Brush
Basic building block in a level. It is used primarily to define the physical structure of the area being designed. The term brush is used by Radiant to refer to anything that is not an entity, and therefore also encompasses patch meshes. A brush can be made to represent anything from solid matter (metal, dirt, wood, etc.) to liquids (lava, water, etc) to gases (fogs), depending on the textures and shaders applied to them.
Brush is consecutive solid geometry. It defines a form made of it's sides and a volume which is anyting inside. Brush is using this rules:
- Minimum 3 sides
- Each side is plane forming polyhedron (maximum 16-24 corners)

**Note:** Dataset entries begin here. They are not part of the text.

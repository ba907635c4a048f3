//! Device-local media: user-granted folders and the OS media index.

pub mod client;
pub mod confirmation;
pub mod locator;
pub mod media_index;

pub use client::{LocalSource, LocalStorageClient, ScanObserver, ScanOptions};
pub use confirmation::{ConfirmationBroker, ConfirmationRequest, DeleteResolution, PendingConfirmation};
pub use locator::LocalLocator;
pub use media_index::{FsMediaIndex, IndexDeletion, IndexEntry, MediaIndex};
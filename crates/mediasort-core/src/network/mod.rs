//! Network share access: locators, the transport capability interface, the remote share client,
//! and range streaming.

pub mod in_memory;
pub mod range_stream;
pub mod share_path;
pub mod smb_client;
#[cfg(feature = "smb")]
pub mod smb_transport;
pub mod transport;

pub use in_memory::InMemoryShare;
pub use range_stream::{RangeStream, ReadOutcome, TransferListener};
pub use share_path::SharePath;
pub use smb_client::{RemoteShareClient, ShareTarget};
#[cfg(feature = "smb")]
pub use smb_transport::SmbTransport;
pub use transport::{RangeRead, RemoteEntry, ShareSession, ShareTransport};

#[cfg(test)]
mod smb_client_test;
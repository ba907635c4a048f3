//! Capability interface for a share protocol.
//!
//! [`RemoteShareClient`](super::smb_client::RemoteShareClient) only talks to these traits. The
//! SMB implementation lives in `smb_transport` behind the `smb` feature. Tests use
//! [`InMemoryShare`](super::in_memory::InMemoryShare).

use std::future::Future;

use super::share_path::SharePath;
use crate::config::DialectRange;
use crate::error::TransportError;
use crate::model::Credentials;

/// One entry of a directory listing.
#[derive(Debug, Clone, PartialEq, Eq)]
pub struct RemoteEntry {
    pub name: String,
    pub is_directory: bool,
    pub size: u64,
    /// Unix timestamp in seconds.
    pub modified_at: Option<i64>,
}

/// Opens authenticated sessions to a server.
pub trait ShareTransport: Send + Sync + 'static {
    type Session: ShareSession;

    /// Negotiates a session. The dialect is picked from `dialects`.
    fn connect(
        &self,
        server: &str,
        credentials: &Credentials,
        dialects: DialectRange,
    ) -> impl Future<Output = Result<Self::Session, TransportError>> + Send;
}

/// An authenticated session on one server. Paths may point at any share on that server.
pub trait ShareSession: Send + Sync + 'static {
    type Reader: RangeRead;
    type Writer: RangeWrite;

    /// Lists a directory, non-recursively.
    fn list_directory(&self, dir: &SharePath) -> impl Future<Output = Result<Vec<RemoteEntry>, TransportError>> + Send;

    fn stat(&self, path: &SharePath) -> impl Future<Output = Result<RemoteEntry, TransportError>> + Send;

    fn read_file(&self, path: &SharePath) -> impl Future<Output = Result<Vec<u8>, TransportError>> + Send;

    fn open_reader(&self, path: &SharePath) -> impl Future<Output = Result<Self::Reader, TransportError>> + Send;

    /// Creates an empty file and opens it for writing. Fails with `AlreadyExists` instead of
    /// overwriting.
    fn create_new(&self, path: &SharePath) -> impl Future<Output = Result<Self::Writer, TransportError>> + Send;

    fn delete_file(&self, path: &SharePath) -> impl Future<Output = Result<(), TransportError>> + Send;

    /// Logs off. Errors are ignored: the session is gone either way.
    fn close(&self) -> impl Future<Output = ()> + Send;
}

/// Random-access read handle on one file.
pub trait RangeRead: Send + 'static {
    fn total_len(&self) -> u64;

    /// Reads up to `buf.len()` bytes at `offset`. Returns 0 at end of file.
    fn read_at(&mut self, offset: u64, buf: &mut [u8]) -> impl Future<Output = Result<usize, TransportError>> + Send;

    fn close(self) -> impl Future<Output = ()> + Send
    where
        Self: Sized;
}

/// Write handle on a newly created file. Bytes written before a failure stay on the share.
pub trait RangeWrite: Send + 'static {
    /// Writes up to `buf.len()` bytes at `offset` and returns how many were written.
    fn write_at(&mut self, offset: u64, buf: &[u8]) -> impl Future<Output = Result<usize, TransportError>> + Send;

    /// Flushes and releases the handle.
    fn close(self) -> impl Future<Output = Result<(), TransportError>> + Send
    where
        Self: Sized;
}
//! Rank bookkeeping for sort destinations.
//!
//! Ranks are contiguous from zero, with no gaps or duplicates, and there are at most
//! [`MAX_SORT_DESTINATIONS`]. Every mutation here re-packs so that holds afterwards.

use crate::config::MAX_SORT_DESTINATIONS;
use crate::error::StoreError;
use crate::model::SortDestination;

/// Checks that `destinations`, in any order, hold ranks `0..len` exactly once each.
pub fn validate_ranks(destinations: &[SortDestination]) -> Result<(), StoreError> {
    let len = destinations.len();
    if len > MAX_SORT_DESTINATIONS {
        return Err(StoreError::TooManyDestinations {
            max: MAX_SORT_DESTINATIONS,
        });
    }
    let mut seen = [false; MAX_SORT_DESTINATIONS];
    for dest in destinations {
        let rank = dest.rank as usize;
        if rank >= len || seen[rank] {
            return Err(StoreError::RankOutOfRange { rank: dest.rank, len });
        }
        seen[rank] = true;
    }
    Ok(())
}

/// Sorts by rank and renumbers from zero.
pub fn repack(destinations: &mut [SortDestination]) {
    destinations.sort_by_key(|d| d.rank);
    for (index, dest) in destinations.iter_mut().enumerate() {
        dest.rank = index as u8;
    }
}

/// Inserts `destination` at its rank, shifting later ones down. A rank past the end appends.
pub fn insert(destinations: &mut Vec<SortDestination>, mut destination: SortDestination) -> Result<(), StoreError> {
    if destinations.len() >= MAX_SORT_DESTINATIONS {
        return Err(StoreError::TooManyDestinations {
            max: MAX_SORT_DESTINATIONS,
        });
    }
    repack(destinations);
    let at = (destination.rank as usize).min(destinations.len());
    destination.rank = at as u8;
    destinations.insert(at, destination);
    repack_in_order(destinations);
    Ok(())
}

/// Removes the destination at `rank` and closes the gap.
pub fn remove_and_repack(destinations: &mut Vec<SortDestination>, rank: u8) -> Result<SortDestination, StoreError> {
    repack(destinations);
    let len = destinations.len();
    if rank as usize >= len {
        return Err(StoreError::RankOutOfRange { rank, len });
    }
    let removed = destinations.remove(rank as usize);
    repack_in_order(destinations);
    Ok(removed)
}

/// Moves the destination at rank `from` to rank `to`.
pub fn reorder(destinations: &mut [SortDestination], from: u8, to: u8) -> Result<(), StoreError> {
    repack(destinations);
    let len = destinations.len();
    for rank in [from, to] {
        if rank as usize >= len {
            return Err(StoreError::RankOutOfRange { rank, len });
        }
    }
    let (from, to) = (from as usize, to as usize);
    if from < to {
        destinations[from..=to].rotate_left(1);
    } else {
        destinations[to..=from].rotate_right(1);
    }
    repack_in_order(destinations);
    Ok(())
}

/// Renumbers by current position.
fn repack_in_order(destinations: &mut [SortDestination]) {
    for (index, dest) in destinations.iter_mut().enumerate() {
        dest.rank = index as u8;
    }
}

#[cfg(test)]
mod tests {
    use super::*;
    use crate::model::ConnectionDescriptor;

    fn dest(label: &str, rank: u8) -> SortDestination {
        SortDestination::new(
            ConnectionDescriptor::remote(rank as i64 + 1, "nas", format!("share/{}", label), None),
            label,
            rank,
        )
    }

    fn labels(destinations: &[SortDestination]) -> Vec<(&str, u8)> {
        destinations.iter().map(|d| (d.label.as_str(), d.rank)).collect()
    }

    #[test]
    fn removing_rank_two_of_four_repacks() {
        let mut list = vec![dest("a", 0), dest("b", 1), dest("c", 2), dest("d", 3)];
        let removed = remove_and_repack(&mut list, 2).unwrap();
        assert_eq!(removed.label, "c");
        assert_eq!(labels(&list), vec![("a", 0), ("b", 1), ("d", 2)]);
        assert!(validate_ranks(&list).is_ok());
    }

    #[test]
    fn remove_out_of_range() {
        let mut list = vec![dest("a", 0)];
        assert_eq!(
            remove_and_repack(&mut list, 3),
            Err(StoreError::RankOutOfRange { rank: 3, len: 1 })
        );
    }

    #[test]
    fn insert_shifts_later_ranks() {
        let mut list = vec![dest("a", 0), dest("b", 1)];
        insert(&mut list, dest("x", 1)).unwrap();
        assert_eq!(labels(&list), vec![("a", 0), ("x", 1), ("b", 2)]);

        insert(&mut list, dest("tail", 9)).unwrap();
        assert_eq!(list.last().map(|d| d.rank), Some(3));
    }

    #[test]
    fn insert_caps_at_ten() {
        let mut list: Vec<_> = (0..10).map(|i| dest(&format!("d{}", i), i)).collect();
        assert_eq!(
            insert(&mut list, dest("extra", 0)),
            Err(StoreError::TooManyDestinations { max: 10 })
        );
    }

    #[test]
    fn reorder_both_directions() {
        let mut list = vec![dest("a", 0), dest("b", 1), dest("c", 2), dest("d", 3)];
        reorder(&mut list, 0, 2).unwrap();
        assert_eq!(labels(&list), vec![("b", 0), ("c", 1), ("a", 2), ("d", 3)]);
        reorder(&mut list, 3, 0).unwrap();
        assert_eq!(labels(&list), vec![("d", 0), ("b", 1), ("c", 2), ("a", 3)]);
    }

    #[test]
    fn validate_rejects_gaps_and_duplicates() {
        assert!(validate_ranks(&[dest("a", 0), dest("b", 2)]).is_err());
        assert!(validate_ranks(&[dest("a", 0), dest("b", 0)]).is_err());
        assert!(validate_ranks(&[dest("b", 1), dest("a", 0)]).is_ok());
    }
}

- If slice brush by the plane of any of it's sides, whole brush will be on one side of the plane
Since brush internal structure dont have vertices, it is using special projection technique to get texture mapping:
- Texture get projected from axis planes (XY, XZ, YZ) to a sides of the brush, optimal projection plane is selected by brush side orientation.
- Texture is rotated by plane's rotate parameter.
- Texture position is scaled by plane's stretch (x and y).
- Texture position is shifted by plane's offset (x and y).
- Using texture dimensions, positions is converted to texture coordinates.
This leads to a number of limitations applied for brushes:
- Rotating texture is tricky as no rotation origin is specified, this leads to texture breakage when brush is rotated to small angles (90 degrees rotation work fine)
- Texturing may broke if texture resolution is changed (there is material trick to bypass that)
Along with limitations, there is a number of benefits:
- No texture coords = no UVW unwrap work.
- A little easier to control texture detail.
- No texture breakage when model is sliced.
- Can scale model with keeping original texture detail.
- Can modify brush in various ways with no texture breakage (make wall longer for example).
Volume properties
Brush volume have several uses.
1. Brush contents
Physics-related contents of the brush. Could be one of the followed:
- Solid
- Non-solid
- Water
- Slime
- Lava
- Sky (not used on Blood Omnicide)
Brush contents are defined from the materials brush have on it's sides. Usually all brush sides must have same contents (mixed contents will give a compiler warning and could lead to bugged behavior).
2. Brush transparency
This is not real transparency but any brush that does not provide structure/seal to a room, and merely is there to detail the room.
Detail brushes (radiant's feature) and bmodels are always 'transparent'.
Also if brush have sides which is marked detailed or transparent, it will be forced transparent.